DATA EXCERPTS section start
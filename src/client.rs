use std::path::PathBuf;
use std::time::Duration;

use anyhow::{Context, Result};
use clap::{CommandFactory, Parser};
use tracing::info;
use tracing_subscriber::EnvFilter;

use robot_link::io::{FileSink, FileSource, FirmwareFile, OutputFile};
use robot_link::{run_download, run_upload, CancelToken, Config, Protocol, DEVICE_PORT};

/// Download the robot's photo, or upload new firmware to it
#[derive(Parser, Debug)]
#[command(version, about, long_about = None)]
struct Args {
    /// Host name or address of the robot
    hostname: Option<String>,

    /// Firmware image to upload; without it the photo is downloaded
    firmware: Option<PathBuf>,

    /// UDP port of the robot
    #[arg(short, long, default_value_t = DEVICE_PORT)]
    port: u16,

    /// Where the downloaded photo is written
    #[arg(short, long, default_value = "photo.png")]
    output: PathBuf,

    /// Handshake, ack and FIN timeout in milliseconds
    #[arg(long, default_value_t = 100)]
    timeout_ms: u64,

    /// Consecutive timeouts tolerated before giving up
    #[arg(long, default_value_t = 50)]
    max_retries: u32,

    /// Log more (-v debug, -vv every packet)
    #[arg(short, long, action = clap::ArgAction::Count)]
    verbose: u8,
}

fn main() -> Result<()> {
    let args = Args::parse();
    init_logging(args.verbose);

    let Some(hostname) = args.hostname.as_deref() else {
        Args::command().print_help()?;
        return Ok(());
    };

    let config = Config::default()
        .with_timeout(Duration::from_millis(args.timeout_ms))
        .with_max_retries(args.max_retries);
    let cancel = CancelToken::new();

    match &args.firmware {
        None => {
            let protocol = Protocol::connect(hostname, args.port)?;
            let (image, stats) =
                run_download(protocol.into_socket(), config, cancel).context("photo download failed")?;
            OutputFile::new(&args.output)
                .write_all(&image)
                .with_context(|| format!("cannot write {}", args.output.display()))?;
            info!(bytes = image.len(), ?stats, "photo downloaded");
        }
        Some(path) => {
            let firmware = FirmwareFile::new(path).read_all()?;
            let protocol = Protocol::connect(hostname, args.port)?;
            let stats =
                run_upload(protocol.into_socket(), &firmware, config, cancel).context("firmware upload failed")?;
            info!(bytes = firmware.len(), ?stats, "firmware uploaded");
        }
    }
    Ok(())
}

fn init_logging(verbose: u8) {
    let filter = match verbose {
        0 => EnvFilter::try_from_default_env().unwrap_or_else(|_| EnvFilter::new("info")),
        1 => EnvFilter::new("debug"),
        _ => EnvFilter::new("trace"),
    };
    tracing_subscriber::fmt().with_env_filter(filter).init();
}
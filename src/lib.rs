//! Reliable bulk transfer over UDP between a workstation and the robot.
//!
//! A session starts with a SYN exchange that selects the direction (photo
//! download or firmware upload) and assigns a connection id, moves the
//! payload in 255-byte segments under a 7-segment window with cumulative
//! acknowledgments, and ends with a FIN exchange.
//!
//! No payload checksum exists above the one UDP carries; adding one would
//! break compatibility with the device.

pub mod error;
pub mod io;
pub mod protocol;

pub use error::{Error, Result};
pub use protocol::config::Config;
pub use protocol::connection::{Link, TransferStats};
pub use protocol::packets::{Command, Flag, Packet};
pub use protocol::transport::{CancelToken, Transport};
pub use protocol::{run_download, run_upload, Protocol, DEVICE_PORT};
//! Answering side of the protocol, emulating the robot: it serves the photo
//! for a download request and takes the firmware of an upload request.

use tracing::info;

use crate::error::Result;
use crate::protocol::config::Config;
use crate::protocol::connection::{Link, TransferStats};
use crate::protocol::download::ReceiveSession;
use crate::protocol::packets::Command;
use crate::protocol::transport::{CancelToken, Transport};
use crate::protocol::upload::SendSession;

#[derive(Debug)]
pub enum Served {
    Photo { bytes: usize },
    Firmware(Vec<u8>),
}

/**
 * Serve exactly one session on `transport`
 */
pub fn serve<T: Transport>(
    transport: T,
    photo: &[u8],
    config: Config,
    cancel: CancelToken,
) -> Result<(Served, TransferStats)> {
    let mut link = Link::accept(transport, config, cancel)?;
    let served = match link.command() {
        Command::Download => {
            SendSession::new(&mut link, photo).run()?;
            Served::Photo { bytes: photo.len() }
        }
        Command::Upload => Served::Firmware(ReceiveSession::new(&mut link).run()?),
    };
    info!(stats = ?link.stats(), "session served");
    Ok((served, link.stats().clone()))
}
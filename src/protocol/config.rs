use std::time::Duration;

/// Size of every data segment except the last one of a transfer.
pub const SEGMENT_SIZE: usize = 255;
/// Number of segments in flight before an acknowledgment is required.
pub const WINDOW_SEGMENTS: usize = 7;
/// Redundant FIN replies sent by the best-effort side of a teardown.
pub const FIN_BURST: usize = 20;

/// Tunables of a single session.
///
/// The defaults are the values the device firmware expects; tests shrink the
/// timeouts to keep lossy runs fast.
#[derive(Debug, Clone)]
pub struct Config {
    pub window_segments: usize,
    pub handshake_timeout: Duration,
    pub ack_timeout: Duration,
    pub fin_timeout: Duration,
    /// Consecutive timeouts tolerated by any retry loop.
    pub max_retries: u32,
    pub fin_burst: usize,
    /// `None` blocks indefinitely while waiting for download data.
    pub idle_timeout: Option<Duration>,
    /// Slice length used to keep indefinite waits cancellable.
    pub poll_interval: Duration,
}

impl Default for Config {
    fn default() -> Self {
        Config {
            window_segments: WINDOW_SEGMENTS,
            handshake_timeout: Duration::from_millis(100),
            ack_timeout: Duration::from_millis(100),
            fin_timeout: Duration::from_millis(100),
            max_retries: 50,
            fin_burst: FIN_BURST,
            idle_timeout: None,
            poll_interval: Duration::from_millis(100),
        }
    }
}

impl Config {
    /// Width of the send window in bytes (1785 with the defaults).
    pub fn window_bytes(&self) -> u64 {
        (self.window_segments * SEGMENT_SIZE) as u64
    }

    /// Use the same timeout for the handshake, the ack loop and the FIN wait.
    pub fn with_timeout(mut self, timeout: Duration) -> Self {
        self.handshake_timeout = timeout;
        self.ack_timeout = timeout;
        self.fin_timeout = timeout;
        self
    }

    pub fn with_max_retries(mut self, max_retries: u32) -> Self {
        self.max_retries = max_retries;
        self
    }

    pub fn with_window_segments(mut self, window_segments: usize) -> Self {
        self.window_segments = window_segments.max(1);
        self
    }

    pub fn with_idle_timeout(mut self, idle_timeout: Option<Duration>) -> Self {
        self.idle_timeout = idle_timeout;
        self
    }

    pub fn with_poll_interval(mut self, poll_interval: Duration) -> Self {
        self.poll_interval = poll_interval;
        self
    }
}

#[cfg(test)]
mod tests {
    use super::*;

    #[test]
    fn default_window_is_seven_segments() {
        let config = Config::default();
        assert_eq!(config.window_bytes(), 1785);
        assert_eq!(config.handshake_timeout, Duration::from_millis(100));
        assert_eq!(config.fin_burst, 20);
        assert!(config.idle_timeout.is_none());
    }

    #[test]
    fn window_never_collapses_to_zero() {
        let config = Config::default().with_window_segments(0);
        assert_eq!(config.window_bytes(), SEGMENT_SIZE as u64);
    }
}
DATA EXCERPTS section end
INSTRUCTIONS FOR THE TASK
Report how many lines in the listing above include the word "Consecutive". Give nothing but the number.

EXERCISE RESULT
2